Tax Journal

US tax reform: the GILTI and FDII provisions

26 July 2018
SPEED READ

December’s US tax reform introduced many new concepts, two of which were the new areas of global intangible low taxed income (GILTI) and foreign derived intangible income (FDII). GILTI allows controlled foreign companies of US companies to earn a return on their hard assets, with any excess being potentially subject to US tax, subject to certain deductions and provisions. FDII effectively mirrors these provisions, by introducing a new regime for taxing income earned in the US in respect of intangibles for certain foreign activities. It is recommended that UK professionals advising businesses with large US operations devote time to understanding the rules and work with affected businesses to analyse their impact.

Miles Humphrey and Mark Saunderson (Deloitte) review the new areas of global intangible low taxed income and foreign derived intangible income.
 

US tax reform fundamentally reshaped the way in which the US taxes numerous areas. In our previous article (‘US tax reform: practical aspects’, Tax Journal, 15 June 2018), we wrote about the impact of three of the major changes that were introduced: the new base erosion and anti-abuse tax (BEAT); the enhanced interest deductibility restrictions; and the introduction of hybrid rules.

We did not examine the new global intangible low taxed income (GILTI) provisions, as their scale requires a detailed discussion. We are therefore devoting this article to GILTI, together with the closely-related provisions on foreign derived intangible income (FDII).

This article will be relevant both to US companies with UK operations and to UK companies with US operations.

The previous regime

Practitioners working in this field will be familiar with the Subpart F rules, the US’s equivalent of the UK’s controlled foreign company (CFC) rules. However, Subpart F principally targets certain flows of passive income between CFCs, and therefore many CFCs have earned income in the past that has not been subject to Subpart F.
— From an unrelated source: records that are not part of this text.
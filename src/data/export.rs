use std::io::Write;
use std::path::Path;

use anyhow::{Context, Result};
use chrono::NaiveDateTime;
use rust_xlsxwriter::Workbook;
use serde_json::{Map as JsonMap, Value as JsonValue};

use super::model::{CellValue, DamDataset};

/// Sheet name of the Excel export.
const SHEET_NAME: &str = "Dados";

// ---------------------------------------------------------------------------
// Formats
// ---------------------------------------------------------------------------

#[derive(Debug, Clone, Copy, PartialEq, Eq)]
pub enum ExportFormat {
    Xlsx,
    Csv,
    Json,
}

impl ExportFormat {
    pub const ALL: [ExportFormat; 3] = [ExportFormat::Xlsx, ExportFormat::Csv, ExportFormat::Json];

    pub fn extension(self) -> &'static str {
        match self {
            ExportFormat::Xlsx => "xlsx",
            ExportFormat::Csv => "csv",
            ExportFormat::Json => "json",
        }
    }

    pub fn label(self) -> &'static str {
        match self {
            ExportFormat::Xlsx => "Excel (.xlsx)",
            ExportFormat::Csv => "CSV (.csv)",
            ExportFormat::Json => "JSON (.json)",
        }
    }
}

/// Suggested file name for a download, e.g. `dados_filtrados_20250131_154502.csv`.
pub fn default_file_name(filtered: bool, now: NaiveDateTime, format: ExportFormat) -> String {
    let prefix = if filtered {
        "dados_filtrados"
    } else {
        "dados_completos"
    };
    format!(
        "{prefix}_{}.{}",
        now.format("%Y%m%d_%H%M%S"),
        format.extension()
    )
}

// ---------------------------------------------------------------------------
// Writers – all three serialize the same rows in the same order
// ---------------------------------------------------------------------------

/// Write the given (filtered) rows to `path` in `format`.
pub fn export_to_path(
    path: &Path,
    format: ExportFormat,
    dataset: &DamDataset,
    rows: &[usize],
) -> Result<()> {
    let file = std::fs::File::create(path)
        .with_context(|| format!("creating {}", path.display()))?;
    let mut writer = std::io::BufWriter::new(file);
    match format {
        ExportFormat::Xlsx => write_xlsx(&mut writer, dataset, rows)?,
        ExportFormat::Csv => write_csv(&mut writer, dataset, rows)?,
        ExportFormat::Json => write_json(&mut writer, dataset, rows)?,
    }
    writer.flush().context("flushing export file")?;
    Ok(())
}

/// Excel: a single sheet with the header row and one row per record.
pub fn write_xlsx<W: Write>(writer: &mut W, dataset: &DamDataset, rows: &[usize]) -> Result<()> {
    let mut workbook = Workbook::new();
    let worksheet = workbook.add_worksheet();
    worksheet.set_name(SHEET_NAME)?;

    for (col, name) in dataset.columns.iter().enumerate() {
        worksheet.write_string(0, col as u16, name)?;
    }
    for (out_row, &row) in rows.iter().enumerate() {
        let out_row = (out_row + 1) as u32;
        for (col, cell) in dataset.rows[row].cells.iter().enumerate() {
            let col = col as u16;
            match cell {
                CellValue::Int(i) => worksheet.write_number(out_row, col, *i as f64)?,
                CellValue::Float(f) => worksheet.write_number(out_row, col, *f)?,
                CellValue::Bool(b) => worksheet.write_boolean(out_row, col, *b)?,
                CellValue::Empty => continue,
                other => worksheet.write_string(out_row, col, other.export_str())?,
            };
        }
    }

    let buffer = workbook.save_to_buffer().context("serializing xlsx")?;
    writer.write_all(&buffer).context("writing xlsx")?;
    Ok(())
}

/// CSV: UTF-8 with a byte-order mark so spreadsheet programs pick up the
/// encoding, `;` delimited, one header row.
pub fn write_csv<W: Write>(writer: &mut W, dataset: &DamDataset, rows: &[usize]) -> Result<()> {
    writer.write_all(b"\xEF\xBB\xBF").context("writing BOM")?;

    let mut csv_writer = csv::WriterBuilder::new()
        .delimiter(b';')
        .from_writer(writer);

    csv_writer
        .write_record(&dataset.columns)
        .context("writing CSV header")?;
    for &row in rows {
        csv_writer
            .write_record(dataset.rows[row].cells.iter().map(|c| c.export_str()))
            .context("writing CSV row")?;
    }
    csv_writer.flush().context("flushing CSV")?;
    Ok(())
}

/// JSON: records-oriented array, 2-space indent, ISO-8601 dates, UTF-8
/// without ASCII escaping.
pub fn write_json<W: Write>(writer: &mut W, dataset: &DamDataset, rows: &[usize]) -> Result<()> {
    let records: Vec<JsonValue> = rows
        .iter()
        .map(|&row| {
            let map: JsonMap<String, JsonValue> = dataset
                .columns
                .iter()
                .zip(dataset.rows[row].cells.iter())
                .map(|(name, cell)| (name.clone(), cell_to_json(cell)))
                .collect();
            JsonValue::Object(map)
        })
        .collect();

    serde_json::to_writer_pretty(writer, &records).context("writing JSON")?;
    Ok(())
}

fn cell_to_json(cell: &CellValue) -> JsonValue {
    match cell {
        CellValue::Text(s) => JsonValue::String(s.clone()),
        CellValue::Int(i) => JsonValue::from(*i),
        CellValue::Float(f) => serde_json::Number::from_f64(*f)
            .map(JsonValue::Number)
            .unwrap_or(JsonValue::Null),
        CellValue::Bool(b) => JsonValue::Bool(*b),
        CellValue::Date(d) => JsonValue::String(d.format("%Y-%m-%d").to_string()),
        CellValue::Empty => JsonValue::Null,
    }
}

#[cfg(test)]
mod tests {
    use super::*;
    use crate::data::model::{Record, COL_CODE, COL_DATE};

    fn text(s: &str) -> CellValue {
        CellValue::Text(s.to_string())
    }

    fn sample_dataset() -> DamDataset {
        let columns = vec![COL_CODE.to_string(), COL_DATE.to_string(), "ALTURA".into()];
        let rows = vec![
            Record::new(vec![text("1001"), text("2021-03-05"), CellValue::Float(12.5)]),
            Record::new(vec![text("1002"), text("sem data"), CellValue::Empty]),
            Record::new(vec![text("1003"), text("2019-12-01"), CellValue::Int(7)]),
        ];
        DamDataset::from_rows(columns, rows)
    }

    #[test]
    fn csv_starts_with_bom_and_uses_semicolons() {
        let ds = sample_dataset();
        let mut buffer = Vec::new();
        write_csv(&mut buffer, &ds, &[0, 1, 2]).unwrap();

        assert_eq!(&buffer[..3], b"\xEF\xBB\xBF");
        let body = String::from_utf8(buffer[3..].to_vec()).unwrap();
        let mut lines = body.lines();
        assert_eq!(lines.next(), Some("CÓDIGO SNISB;DATA DO CADASTRO;ALTURA"));
        assert_eq!(lines.next(), Some("1001;2021-03-05;12.5"));
        assert_eq!(lines.next(), Some("1002;sem data;"));
        assert_eq!(lines.next(), Some("1003;2019-12-01;7"));
    }

    #[test]
    fn json_is_records_oriented_with_iso_dates() {
        let ds = sample_dataset();
        let mut buffer = Vec::new();
        write_json(&mut buffer, &ds, &[0, 2]).unwrap();

        let parsed: JsonValue = serde_json::from_slice(&buffer).unwrap();
        let records = parsed.as_array().unwrap();
        assert_eq!(records.len(), 2);
        assert_eq!(records[0][COL_CODE], "1001");
        assert_eq!(records[0][COL_DATE], "2021-03-05");
        assert_eq!(records[0]["ALTURA"], 12.5);
        assert_eq!(records[1][COL_CODE], "1003");

        // No ASCII escaping: the accented column name appears verbatim
        let body = String::from_utf8(buffer).unwrap();
        assert!(body.contains("CÓDIGO SNISB"));
        assert!(!body.contains("\\u"));
    }

    #[test]
    fn json_row_order_follows_the_index_list() {
        let ds = sample_dataset();
        let mut buffer = Vec::new();
        write_json(&mut buffer, &ds, &[2, 0]).unwrap();
        let parsed: JsonValue = serde_json::from_slice(&buffer).unwrap();
        assert_eq!(parsed[0][COL_CODE], "1003");
        assert_eq!(parsed[1][COL_CODE], "1001");
    }

    #[test]
    fn unparsable_date_cells_export_their_original_text() {
        let ds = sample_dataset();
        let mut buffer = Vec::new();
        write_json(&mut buffer, &ds, &[1]).unwrap();
        let parsed: JsonValue = serde_json::from_slice(&buffer).unwrap();
        assert_eq!(parsed[0][COL_DATE], "sem data");
    }

    #[test]
    fn formats_serialize_identical_row_content() {
        let ds = sample_dataset();
        let rows = [0usize, 2];

        let mut csv_buf = Vec::new();
        write_csv(&mut csv_buf, &ds, &rows).unwrap();
        let csv_body = String::from_utf8(csv_buf[3..].to_vec()).unwrap();
        let csv_codes: Vec<&str> = csv_body
            .lines()
            .skip(1)
            .map(|l| l.split(';').next().unwrap())
            .collect();

        let mut json_buf = Vec::new();
        write_json(&mut json_buf, &ds, &rows).unwrap();
        let parsed: JsonValue = serde_json::from_slice(&json_buf).unwrap();
        let json_codes: Vec<String> = parsed
            .as_array()
            .unwrap()
            .iter()
            .map(|r| r[COL_CODE].as_str().unwrap().to_string())
            .collect();

        assert_eq!(csv_codes, json_codes);
    }

    #[test]
    fn xlsx_export_produces_a_workbook() {
        let ds = sample_dataset();
        let mut buffer = Vec::new();
        write_xlsx(&mut buffer, &ds, &[0, 1, 2]).unwrap();
        // xlsx is a zip container
        assert_eq!(&buffer[..2], b"PK");
    }

    #[test]
    fn default_file_name_reflects_filter_state() {
        let now = chrono::NaiveDate::from_ymd_opt(2025, 1, 31)
            .unwrap()
            .and_hms_opt(15, 45, 2)
            .unwrap();
        assert_eq!(
            default_file_name(true, now, ExportFormat::Csv),
            "dados_filtrados_20250131_154502.csv"
        );
        assert_eq!(
            default_file_name(false, now, ExportFormat::Xlsx),
            "dados_completos_20250131_154502.xlsx"
        );
    }
}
Prior to tax reform, distributions from CFCs to the US were generally taxable on repatriation; therefore, all income earned by CFCs would ultimately be taxable in the US, with the potential for a credit for foreign taxes. However, unless Subpart F applied no US tax would arise until the point of repatriation. This was termed ‘deferral’.

The introduction of GILTI effectively ends deferral on the majority of a ...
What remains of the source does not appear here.